Saturday was the annual London remembrance meeting organised
by the International Brigades Association. It will be the first ever that she
missed – she was an important part of it from the start– her father had fought
for the Spanish Republic as a member of the International Brigades. She wasn’t
going to let the world forget.
Dolly had been a teacher and a headmistress. Through her
working life she fought hard for disadvantaged youngsters in West London. She loved
modern jazz – a regular at Ronnie Scotts. We had a lot in common apart from
politics.
Probably because of her job, she always looked on me with
that stern, disapproving eye of the long suffering teacher spotting trouble at
the back of the class. I was always the one in trouble, although I never did
anything wrong. I’ve kept that through life.

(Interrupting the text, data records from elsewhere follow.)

use anyhow::Result;
use clap::{Parser, Subcommand};
use std::path::PathBuf;
use tracing_subscriber::EnvFilter;

mod commands;

/// SRTM tile planning and download tool
#[derive(Parser)]
#[command(name = "hgtfetch")]
#[command(author, version, about, long_about = None)]
struct Cli {
    /// Directory for downloaded tiles and cached indices
    #[arg(
        short,
        long,
        env = "HGTFETCH_DATA_DIR",
        default_value = "hgt",
        global = true
    )]
    data_dir: PathBuf,

    #[command(subcommand)]
    command: Commands,
}

#[derive(Subcommand)]
enum Commands {
    /// Download every tile covering an area
    Fetch {
        /// Area as minLon:minLat:maxLon:maxLat
        #[arg(long)]
        area: String,

        /// GeoJSON file restricting the area to a polygon
        #[arg(long)]
        polygon: Option<PathBuf>,

        /// Sources to try per tile, in preference order
        #[arg(long = "source", default_value = "srtm3")]
        sources: Vec<String>,

        /// Longitude offset subtracted from all coordinates
        #[arg(long, default_value_t = 0.0)]
        corrx: f64,

        /// Latitude offset subtracted from all coordinates
        #[arg(long, default_value_t = 0.0)]
        corry: f64,
    },

    /// Show which tiles an area needs, without downloading
    Tiles {
        /// Area as minLon:minLat:maxLon:maxLat
        #[arg(long)]
        area: String,

        /// GeoJSON file restricting the area to a polygon
        #[arg(long)]
        polygon: Option<PathBuf>,

        /// Longitude offset subtracted from all coordinates
        #[arg(long, default_value_t = 0.0)]
        corrx: f64,

        /// Latitude offset subtracted from all coordinates
        #[arg(long, default_value_t = 0.0)]
        corry: f64,

        /// Output result as JSON
        #[arg(short, long)]
        json: bool,
    },

    /// Rebuild the cached source indices
    Index {
        /// Specific source to rebuild (default: all four)
        #[arg(long)]
        source: Option<String>,
    },

    /// List downloaded tiles
    List,
}

fn main() -> Result<()> {
    tracing_subscriber::fmt()
        .with_env_filter(
            EnvFilter::try_from_default_env().unwrap_or_else(|_| EnvFilter::new("info")),
        )
        .init();

    let cli = Cli::parse();

    match cli.command {
        Commands::Fetch {
            area,
            polygon,
            sources,
            corrx,
            corry,
        } => commands::fetch::run(cli.data_dir, area, polygon, sources, corrx, corry),
        Commands::Tiles {
            area,
            polygon,
            corrx,
            corry,
            json,
        } => commands::tiles::run(area, polygon, corrx, corry, json),
        Commands::Index { source } => commands::index::run(cli.data_dir, source),
        Commands::List => commands::list::run(cli.data_dir),
    }
}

I was at a meeting with her a couple of months ago. I said
something outrageous and then had a huge fit of the giggles. Dolly told me off
in a kindly way.
I’m really glad that this time I told her that I was
determined to enjoy every minute, especially the bad minutes. I hope she took
the hint – I think she did.
Anyway, yesterday I spent the afternoon being told off by
Dolly. I had a dumb moment – rather like the technicians at the Chernobyl
Nuclear Power station who thought it would be a good idea to see what happened
if they shut it down, unexpectedly and without telling anyone. Doh!

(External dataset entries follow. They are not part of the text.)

//! The recursive merge algorithm
//!
//! The entry point is [`merge`], which combines an existing node with a
//! spec node. Child lists go through [`merge_children`], which matches
//! existing children against spec items with [`node_matches`], merges the
//! pairs, appends unmatched spec items as new nodes, and finally splices
//! index-pinned items into their absolute positions.
//!
//! Matching is asymmetric: an existing node "matches" a spec node, never
//! the other way round. All functions build fresh output values; inputs
//! are never mutated or aliased into the result.

use log::debug;

use crate::dom::{Attributes, Element, Node};
use crate::spec::{AnnotatedPatch, AttrValue, PatchChildren, PatchElement, PatchNode};

/// Merge a spec node into an existing node, producing a new node.
///
/// - A `Text` or `Comment` spec forces the node kind and overwrites the
///   value.
/// - A `ChildrenOnly` spec leaves the node's name and attributes alone and
///   merges only its children. Applied to a non-element node it is the
///   identity, keeping the engine total.
/// - An `Element` spec wins on name and on every attribute key it
///   specifies; unspecified attributes and (when the spec carries no child
///   list) existing children are preserved unchanged.
pub fn merge(existing: &Node, spec: &PatchNode) -> Node {
    match spec {
        PatchNode::Comment(value) => Node::Comment(value.clone()),
        PatchNode::Text(value) => Node::Text(value.clone()),
        PatchNode::ChildrenOnly(patch) => match existing {
            Node::Element(element) => Node::Element(Element {
                name: element.name.clone(),
                attributes: element.attributes.clone(),
                children: merge_children(&element.children, patch),
            }),
            other => other.clone(),
        },
        PatchNode::Element(spec) => {
            let existing_element = existing.as_element();
            let existing_children: &[Node] = existing_element
                .map(|element| element.children.as_slice())
                .unwrap_or(&[]);

            let mut attributes = existing_element
                .map(|element| element.attributes.clone())
                .unwrap_or_default();
            for (key, value) in &spec.attributes {
                attributes.insert(key.clone(), value.value().to_string());
            }

            let children = match &spec.children {
                Some(patch) => merge_children(existing_children, patch),
                None => existing_children.to_vec(),
            };

            Node::Element(Element {
                name: spec.name.clone(),
                attributes,
                children,
            })
        }
    }
}

/// Merge a spec child list into an existing child list.
///
/// For [`PatchChildren::Merge`], each existing child consumes the first
/// spec item it matches: delete-marked matches drop the child, other
/// matches merge into it. Unmatched children pass through unchanged, and
/// leftover spec items (minus delete markers, which have nothing left to
/// delete) are converted to brand-new nodes at the end. A final pass
/// splices index-pinned items into their absolute positions, in ascending
/// index order; colliding indices keep the items' original relative order.
///
/// For [`PatchChildren::Replace`], existing children are discarded and the
/// item list is converted wholesale, honoring the same index placement.
pub fn merge_children(current: &[Node], patch: &PatchChildren) -> Vec<Node> {
    match patch {
        PatchChildren::Replace(items) => reorder(
            items
                .iter()
                .filter(|item| !item.delete)
                .map(|item| (convert(item), item.idx))
                .collect(),
        ),
        PatchChildren::Merge(items) => {
            let mut remaining: Vec<&AnnotatedPatch> = items.iter().collect();
            let mut emitted: Vec<(Node, Option<usize>)> = Vec::new();

            for child in current {
                let matched = remaining
                    .iter()
                    .position(|item| node_matches(child, &item.node));
                match matched {
                    Some(pos) => {
                        let item = remaining.remove(pos);
                        if item.delete {
                            debug!("dropping matched child of kind {}", kind_name(child));
                            continue;
                        }
                        emitted.push((merge(child, &item.node), item.idx));
                    }
                    None => emitted.push((child.clone(), None)),
                }
            }

            for item in remaining {
                // A leftover delete marker found nothing to delete.
                if item.delete {
                    continue;
                }
                emitted.push((convert_node(&item.node), item.idx));
            }

            reorder(emitted)
        }
    }
}

/// Splice index-pinned nodes into the base sequence formed by the unpinned
/// ones. Pinned nodes are processed in ascending index order; a run of
/// equal indices lands in encounter order. An index past the end clamps to
/// appending.
fn reorder(emitted: Vec<(Node, Option<usize>)>) -> Vec<Node> {
    let mut base = Vec::new();
    let mut pinned = Vec::new();
    for (node, idx) in emitted {
        match idx {
            Some(idx) => pinned.push((idx, node)),
            None => base.push(node),
        }
    }

    // Stable sort: equal indices keep their encounter order.
    pinned.sort_by_key(|(idx, _)| *idx);

    let mut previous: Option<(usize, usize)> = None;
    for (requested, node) in pinned {
        let position = match previous {
            Some((prior_requested, prior_position)) if prior_requested == requested => {
                prior_position + 1
            }
            _ => requested,
        };
        let position = position.min(base.len());
        base.insert(position, node);
        previous = Some((requested, position));
    }

    base
}

/// Decide whether an existing node satisfies a spec node for matching.
///
/// Kinds must agree. Text always matches text (the content is exactly what
/// gets overwritten); comments match on trimmed text; a `ChildrenOnly`
/// spec matches any element. For elements the names must be equal, and
/// then either the existing element carries no attributes at all (a bare
/// wrapper matches unconditionally) or every literal attribute in the spec
/// must already hold. Override attributes and attributes the spec does not
/// mention never block a match.
pub fn node_matches(existing: &Node, spec: &PatchNode) -> bool {
    match (existing, spec) {
        (Node::Comment(a), PatchNode::Comment(b)) => a.trim() == b.trim(),
        (Node::Text(_), PatchNode::Text(_)) => true,
        (Node::Element(_), PatchNode::ChildrenOnly(_)) => true,
        (Node::Element(element), PatchNode::Element(spec)) => {
            if element.name != spec.name {
                return false;
            }
            if element.attributes.is_empty() {
                return true;
            }
            spec.attributes.iter().all(|(key, value)| match value {
                AttrValue::Override(_) => true,
                AttrValue::Literal(expected) => {
                    element.attributes.get(key).map(String::as_str) == Some(expected.as_str())
                }
            })
        }
        _ => false,
    }
}

/// Build a brand-new node from a spec item that has no existing
/// counterpart.
///
/// # Panics
///
/// Panics if the item is delete-marked: there is nothing to delete, so the
/// spec was authored inconsistently with its intended semantics.
pub fn convert(item: &AnnotatedPatch) -> Node {
    assert!(
        !item.delete,
        "cannot convert a delete-marked patch item into a node"
    );
    convert_node(&item.node)
}

fn convert_node(spec: &PatchNode) -> Node {
    match spec {
        PatchNode::Text(value) => Node::Text(value.clone()),
        PatchNode::Comment(value) => Node::Comment(value.clone()),
        PatchNode::Element(spec) => Node::Element(convert_element(spec)),
        // A ChildrenOnly spec names no element; materializing one is a
        // degenerate authoring case that yields an unnamed element.
        PatchNode::ChildrenOnly(children) => Node::Element(Element {
            name: String::new(),
            attributes: Attributes::new(),
            children: merge_children(&[], children),
        }),
    }
}

fn convert_element(spec: &PatchElement) -> Element {
    Element {
        name: spec.name.clone(),
        attributes: spec
            .attributes
            .iter()
            .map(|(key, value)| (key.clone(), value.value().to_string()))
            .collect(),
        children: match &spec.children {
            Some(patch) => merge_children(&[], patch),
            None => Vec::new(),
        },
    }
}

fn kind_name(node: &Node) -> &'static str {
    match node {
        Node::Element(_) => "Element",
        Node::Text(_) => "Text",
        Node::Comment(_) => "Comment",
    }
}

We had an outside leaking tap which for very good reasons I’d
put off fixing. I can’t explain why but I tried to reduce the dripping by
undoing and tightening it one last time – the occasional drips turned into an
uncontrollable flood. It was 5pm on a Sunday, shops shut, plumbers on triple time,
me not feeling so great.
Just then my sister rang from the other side of the world and
probably thought I was strangely distracted, distant even. I was just listening
to the water flow.
I turned the water off, collected my WD40, PTFE tape and Vaseline
(sounds like the makings of an interesting weekend) and undid it all. Hottest
day of the year, puffing, blowing, sweating, swearing – I think it had been
there for 50 years. The washer wouldn’t come off, and when it did I felt like
an archaeologist opening an ancient tomb, it all came apart in my hands. It was
imperial not metric. All I needed was for the thread to peel off the inside of
the tap. I’m scrabbling about dark places as the water went on flowing.
All the way through I could feel Dolly’s disapproving gaze on
me, until amazingly, I found a washer that fitted.

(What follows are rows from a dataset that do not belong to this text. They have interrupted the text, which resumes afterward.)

//! Property-based tests for the merge engine.
//!
//! These tests use proptest to generate random document trees and patch
//! specs and verify that the engine's contracts hold for all of them.
//!
//! Generated trees use distinct element names per child list, mirroring
//! how resource and manifest files address entries, so each spec item has
//! at most one match candidate.

#[cfg(test)]
mod proptest_tests {
    use indexmap::IndexMap;
    use proptest::collection::vec as pvec;
    use proptest::prelude::*;
    use proptest::sample::subsequence;

    use crate::dom::{Document, Element, Node};
    use crate::merge::{merge, semantically_equal};
    use crate::spec::{AnnotatedPatch, AttrValue, PatchChildren, PatchElement, PatchNode};
    use crate::xml;

    const CHILD_NAMES: &[&str] = &["alpha", "beta", "gamma", "delta", "epsilon"];
    const FRESH_NAMES: &[&str] = &["omega", "sigma", "theta"];
    const ATTR_KEYS: &[&str] = &["name", "value", "translatable"];

    fn attributes() -> impl Strategy<Value = IndexMap<String, String>> {
        subsequence(ATTR_KEYS.to_vec(), 0..=ATTR_KEYS.len()).prop_flat_map(|keys| {
            let len = keys.len();
            pvec("[a-z0-9#@/]{1,8}", len).prop_map(move |values| {
                keys.iter()
                    .map(|key| key.to_string())
                    .zip(values)
                    .collect()
            })
        })
    }

    #[derive(Clone, Debug)]
    enum Body {
        Text(Option<String>),
        Nested(Vec<Node>),
    }

    fn node_body(depth: u32) -> BoxedStrategy<(IndexMap<String, String>, Body)> {
        if depth == 0 {
            (attributes(), proptest::option::of("[a-zA-Z0-9#@/]{1,10}"))
                .prop_map(|(attrs, text)| (attrs, Body::Text(text)))
                .boxed()
        } else {
            (
                attributes(),
                prop_oneof![
                    proptest::option::of("[a-zA-Z0-9#@/]{1,10}").prop_map(Body::Text),
                    child_nodes(depth - 1).prop_map(Body::Nested),
                ],
            )
                .boxed()
        }
    }

    fn build_node(name: &str, (attributes, body): (IndexMap<String, String>, Body)) -> Node {
        let mut element = Element {
            name: name.to_string(),
            attributes,
            children: Vec::new(),
        };
        match body {
            Body::Text(Some(text)) => element.children.push(Node::Text(text)),
            Body::Text(None) => {}
            Body::Nested(children) => element.children = children,
        }
        Node::Element(element)
    }

    fn child_nodes(depth: u32) -> BoxedStrategy<Vec<Node>> {
        subsequence(CHILD_NAMES.to_vec(), 0..=3)
            .prop_flat_map(move |names| {
                let len = names.len();
                pvec(node_body(depth), len).prop_map(move |bodies| {
                    names
                        .iter()
                        .zip(bodies)
                        .map(|(name, body)| build_node(name, body))
                        .collect()
                })
            })
            .boxed()
    }

    fn document_root() -> impl Strategy<Value = Node> {
        (
            attributes(),
            child_nodes(2),
            proptest::option::of("[a-z ]{1,8}"),
        )
            .prop_map(|(attributes, mut children, comment)| {
                if let Some(comment) = comment {
                    children.insert(0, Node::Comment(comment));
                }
                Node::Element(Element {
                    name: "resources".to_string(),
                    attributes,
                    children,
                })
            })
    }

    fn patch_attributes() -> impl Strategy<Value = Vec<(String, AttrValue)>> {
        subsequence(ATTR_KEYS.to_vec(), 0..=2).prop_flat_map(|keys| {
            let len = keys.len();
            pvec(("[a-z0-9#@/]{1,8}", any::<bool>()), len).prop_map(move |values| {
                keys.iter()
                    .zip(values)
                    .map(|(key, (value, is_override))| {
                        let value = if is_override {
                            AttrValue::Override(value)
                        } else {
                            AttrValue::Literal(value)
                        };
                        (key.to_string(), value)
                    })
                    .collect()
            })
        })
    }

    type ItemParts = (Vec<(String, AttrValue)>, Option<String>, Option<usize>, bool);

    fn item_parts() -> impl Strategy<Value = ItemParts> {
        (
            patch_attributes(),
            proptest::option::of("[a-zA-Z0-9#@/]{1,10}"),
            proptest::option::of(0usize..5),
            prop::bool::weighted(0.2),
        )
    }

    fn build_item(name: &str, (attrs, text, idx, delete): ItemParts) -> AnnotatedPatch {
        let mut spec = PatchElement::new(name);
        spec.attributes = attrs.into_iter().collect();
        let spec = match text {
            Some(text) => spec.text(text),
            None => spec,
        };
        AnnotatedPatch {
            node: spec.into(),
            idx,
            delete,
        }
    }

    fn patch_items(pool: &'static [&'static str]) -> impl Strategy<Value = Vec<AnnotatedPatch>> {
        subsequence(pool.to_vec(), 0..=3).prop_flat_map(|names| {
            let len = names.len();
            pvec(item_parts(), len).prop_map(move |parts| {
                names
                    .iter()
                    .zip(parts)
                    .map(|(name, parts)| build_item(name, parts))
                    .collect()
            })
        })
    }

    fn root_patch(items: Vec<AnnotatedPatch>) -> PatchNode {
        PatchNode::Element(PatchElement::new("resources").merge_children(items))
    }

    proptest! {
        /// Property: merge(merge(d, s), s) == merge(d, s) for any document
        /// and any well-formed spec.
        #[test]
        fn merge_is_idempotent(root in document_root(), items in patch_items(CHILD_NAMES)) {
            let patch = root_patch(items);
            let once = merge(&root, &patch);
            let twice = merge(&once, &patch);
            prop_assert_eq!(once, twice);
        }

        /// Property: a children-only merge with no items is the identity.
        #[test]
        fn empty_children_merge_is_identity(root in document_root()) {
            let patch = PatchNode::ChildrenOnly(PatchChildren::Merge(Vec::new()));
            prop_assert_eq!(merge(&root, &patch), root);
        }

        /// Property: children not addressed by the spec are preserved
        /// verbatim, in order, and new items are appended after them.
        #[test]
        fn unaddressed_children_are_preserved(
            root in document_root(),
            items in patch_items(FRESH_NAMES),
        ) {
            let items: Vec<AnnotatedPatch> = items
                .into_iter()
                .map(|mut item| {
                    item.idx = None;
                    item.delete = false;
                    item
                })
                .collect();
            let added = items.len();
            let patch = PatchNode::ChildrenOnly(PatchChildren::Merge(items));

            let merged = merge(&root, &patch);
            let before = root.as_element().unwrap();
            let after = merged.as_element().unwrap();
            prop_assert_eq!(&after.attributes, &before.attributes);
            prop_assert_eq!(after.children.len(), before.children.len() + added);
            prop_assert_eq!(&after.children[..before.children.len()], &before.children[..]);
        }

        /// Property: serialization is a pure function of the tree — the
        /// serialized form is a fixed point under reparse-and-serialize.
        #[test]
        fn serialization_is_stable_under_reparse(root in document_root()) {
            let first = xml::serialize(&Document::new(root));
            let reparsed = xml::parse(&first).unwrap();
            prop_assert_eq!(xml::serialize(&reparsed), first);
        }

        /// Property: semantic equality is reflexive, and inserting a
        /// comment is invisible when comments are disregarded.
        #[test]
        fn comments_are_semantically_invisible(
            root in document_root(),
            comment in "[a-z ]{1,8}",
        ) {
            prop_assert!(semantically_equal(&root, &root, false));
            prop_assert!(semantically_equal(&root, &root, true));

            let mut with_comment = root.as_element().unwrap().clone();
            with_comment.children.push(Node::Comment(comment));
            let with_comment = Node::Element(with_comment);
            prop_assert!(semantically_equal(&root, &with_comment, true));
            prop_assert!(!semantically_equal(&root, &with_comment, false));
        }
    }
}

When I finished, by accident, I put BBC Radio 2 on just as they
played three Kirsty MaColl records in a row. I often saw her father – Ewen MaColl
– playing at the Singers Club. Folk music, was not my thing at all, but he was
political too and I was always attracted by a rebel song.
‘New
England’ – she made this Billy Bragg number a hit by covering it before
anyone had ever heard of him – it came out when I was working in a record shop.
‘There’s a guy
works down the chip shop swears he’s Elvis, but he’s a liar and I’m not sure
about you’ – the title says it all really.
I started dancing to the latin rhythyms of ‘In these shoes’ a beautiful, funny song
about growing up and not growing up.
And that’s how I ended up dancing with Dolly in the kitchen.